India-led team decodes genome sequence of the chickpea

A global research project led by a Hyderabad institute claims to have sequenced 90 genomes of the chickpea, paving the way for improved grain yields, greater drought tolerance and enhanced genetic diversity.

Researchers at the International Crops Research Institute for the Semi-arid Tropics (Icrisat) heralded their findings as a “scientific breakthrough” and published the results in the journal Nature Biotechnology.

The paper provides a map of the structure and functions of the of the genes that define the chickpea plant. It also reveals clues on how the sequence can be useful to crop improvement for sustainable and resilient food production toward improved livelihoods of smallholder farmers particularly in marginal environments of Asia and sub-Saharan Africa.
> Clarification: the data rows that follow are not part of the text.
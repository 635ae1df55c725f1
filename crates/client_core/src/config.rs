use std::{fs, path::Path};

use serde::Deserialize;
use thiserror::Error;
use url::Url;

pub const DEFAULT_CONFIG_FILE: &str = "ocean_chat.toml";

const DEVELOPMENT_BASE_URL: &str = "http://127.0.0.1:8000";
const HOSTED_BASE_URL: &str = "https://ocean-llm-xu4c.onrender.com";
const DATASET_INFO_FAILURE_MESSAGE: &str = "Failed to load dataset info";

#[derive(Debug, Error)]
pub enum ConfigError {
    #[error("invalid backend base url '{url}': {source}")]
    InvalidBaseUrl {
        url: String,
        #[source]
        source: url::ParseError,
    },
    #[error("unsupported scheme '{scheme}' in backend base url '{url}' (expected http or https)")]
    UnsupportedScheme { url: String, scheme: String },
    #[error("unknown deployment '{0}' (expected development or hosted)")]
    UnknownDeployment(String),
    #[error("failed to parse config file '{path}': {source}")]
    InvalidFile {
        path: String,
        #[source]
        source: toml::de::Error,
    },
    #[error("failed to read config file '{path}': {source}")]
    UnreadableFile {
        path: String,
        #[source]
        source: std::io::Error,
    },
}

#[derive(Debug, Clone, Copy, PartialEq, Eq, Default, Deserialize)]
#[serde(rename_all = "snake_case")]
pub enum Deployment {
    #[default]
    Development,
    Hosted,
}

impl Deployment {
    pub fn default_base_url(self) -> &'static str {
        match self {
            Self::Development => DEVELOPMENT_BASE_URL,
            Self::Hosted => HOSTED_BASE_URL,
        }
    }

    pub fn label(self) -> &'static str {
        match self {
            Self::Development => "Development",
            Self::Hosted => "Hosted",
        }
    }
}

impl std::str::FromStr for Deployment {
    type Err = ConfigError;

    fn from_str(raw: &str) -> Result<Self, Self::Err> {
        match raw.trim().to_ascii_lowercase().as_str() {
            "development" | "dev" | "local" => Ok(Self::Development),
            "hosted" | "deployed" | "production" | "prod" => Ok(Self::Hosted),
            other => Err(ConfigError::UnknownDeployment(other.to_string())),
        }
    }
}

/// Backend location shared by both controllers and the HTTP helper.
#[derive(Debug, Clone, PartialEq, Eq)]
pub struct ClientConfig {
    base_url: String,
    deployment: Deployment,
}

impl ClientConfig {
    pub fn new(base_url: &str, deployment: Deployment) -> Result<Self, ConfigError> {
        Ok(Self {
            base_url: normalize_base_url(base_url)?,
            deployment,
        })
    }

    pub fn for_deployment(deployment: Deployment) -> Self {
        Self {
            base_url: deployment.default_base_url().to_string(),
            deployment,
        }
    }

    pub fn base_url(&self) -> &str {
        &self.base_url
    }

    pub fn deployment(&self) -> Deployment {
        self.deployment
    }

    pub fn endpoint(&self, path: &str) -> String {
        format!("{}/{}", self.base_url, path.trim_start_matches('/'))
    }

    pub fn backend_unreachable_message(&self) -> String {
        format!(
            "Failed to reach backend. Ensure API is running at {}.",
            self.base_url
        )
    }

    pub fn dataset_info_failure_message(&self) -> String {
        DATASET_INFO_FAILURE_MESSAGE.to_string()
    }
}

impl Default for ClientConfig {
    fn default() -> Self {
        Self::for_deployment(Deployment::default())
    }
}

/// Values recognised in `ocean_chat.toml`.
#[derive(Debug, Default, Deserialize)]
struct FileConfig {
    base_url: Option<String>,
    deployment: Option<Deployment>,
}

/// Explicit overrides, usually from command-line flags.
#[derive(Debug, Clone, Default)]
pub struct ConfigOverrides {
    pub base_url: Option<String>,
    pub deployment: Option<Deployment>,
}

/// Resolves the config as defaults, then the TOML file, then the process
/// environment, then `overrides`.
pub fn load_client_config(
    config_path: Option<&Path>,
    overrides: &ConfigOverrides,
) -> Result<ClientConfig, ConfigError> {
    let (path, required) = match config_path {
        Some(path) => (path, true),
        None => (Path::new(DEFAULT_CONFIG_FILE), false),
    };

    let file_contents = match fs::read_to_string(path) {
        Ok(raw) => Some(raw),
        Err(err) if !required && err.kind() == std::io::ErrorKind::NotFound => None,
        Err(source) => {
            return Err(ConfigError::UnreadableFile {
                path: path.display().to_string(),
                source,
            })
        }
    };

    resolve_client_config(
        file_contents.as_deref().map(|raw| (path, raw)),
        |name| std::env::var(name).ok(),
        overrides,
    )
}

fn resolve_client_config(
    file: Option<(&Path, &str)>,
    env: impl Fn(&str) -> Option<String>,
    overrides: &ConfigOverrides,
) -> Result<ClientConfig, ConfigError> {
    let file_cfg = match file {
        Some((path, raw)) => {
            toml::from_str::<FileConfig>(raw).map_err(|source| ConfigError::InvalidFile {
                path: path.display().to_string(),
                source,
            })?
        }
        None => FileConfig::default(),
    };

    let non_empty = |name: &str| env(name).filter(|value| !value.trim().is_empty());

    let mut deployment = file_cfg.deployment.unwrap_or_default();
    if let Some(v) = non_empty("OCEAN_CHAT_DEPLOYMENT") {
        deployment = v.parse()?;
    }
    if let Some(v) = overrides.deployment {
        deployment = v;
    }

    let mut base_url = file_cfg.base_url;
    if let Some(v) = non_empty("OCEAN_CHAT_BASE_URL") {
        base_url = Some(v);
    }
    if let Some(v) = non_empty("APP__BASE_URL") {
        base_url = Some(v);
    }
    if let Some(v) = &overrides.base_url {
        base_url = Some(v.clone());
    }

    match base_url {
        Some(url) => ClientConfig::new(&url, deployment),
        None => Ok(ClientConfig::for_deployment(deployment)),
    }
}

fn normalize_base_url(raw: &str) -> Result<String, ConfigError> {
    let trimmed = raw.trim();
    let parsed = Url::parse(trimmed).map_err(|source| ConfigError::InvalidBaseUrl {
        url: trimmed.to_string(),
        source,
    })?;

    if !matches!(parsed.scheme(), "http" | "https") {
        return Err(ConfigError::UnsupportedScheme {
            url: trimmed.to_string(),
            scheme: parsed.scheme().to_string(),
        });
    }

    Ok(trimmed.trim_end_matches('/').to_string())
}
The milestone came as the result of years of genome analysis by the International Chickpea Genome Sequencing Consortium (ICGSC), led by Icrisat and involving 49 scientists from 23 organisations in 10 countries. 

Genetic markers

The researchers succeeded in identifying an estimated 28,269 genes of chickpea after sequencing CDC Frontier, a large-seeded, or kabuli, chickpea variety. Re-sequencing of an additional 90 genotypes provided millions of genetic markers and low diversity genome regions that may be used in the development of superior varieties with enhanced drought tolerance and disease resistance. 

This will help chickpea farmers become more resilient to emerging challenges brought about by the threat of climate change. The genome map can also be used to harness genetic diversity by broadening the genetic base of cultivated chickpea genepool.

Chickpea is the second largest cultivated grain food legume in the world, grown in around 11.5m hectares mostly by resource-poor farmers in the semi-arid tropics. The highly nutritious, drought-tolerant chickpea is crucial to the food security in India, which is the largest producer, consumer and importer of the crop. 

Icrisat and its partners have once again demonstrated the power of productive partnerships by achieving this breakthrough in legume genomics,” said Dr William Dar, director general of the institute. “Genome sequencing will play a crucial role in speeding up the development of improved varieties for smallholder farmer crops such as chickpea.”

Dr Rajeev Varshney, a director of Icrisat, added: “Genetic diversity, an important prerequisite for crop improvement, is very limited and has been a serious constraint for chickpea improvement. This study will provide not only access to ‘good genes’ to speed up breeding, but also to genomic regions that will bring genetic diversity back from landraces or wild species to breeding lines.

At the moment, it takes four to eight years to breed a new chickpea variety. This genome sequence could reduce to half the time to breed for a new variety with market-preferred traits.”

Political mileage

Indian politicians have increasingly aligned themselves with the research and have been quick to point out how the research will help accelerate crop growth through marker-assisted breeding.

Ashish Bahuguna, India’s agriculture secretary, said: “Decoding of the chickpea genome will facilitate the development of improved varieties with higher yields and greater tolerance to biotic and abiotic stresses. This will help chickpea farmers to increase productivity, reduce cost of input and realise higher incomes.

The chickpea has now become the second food legume genome sequenced in India after pigeon pea.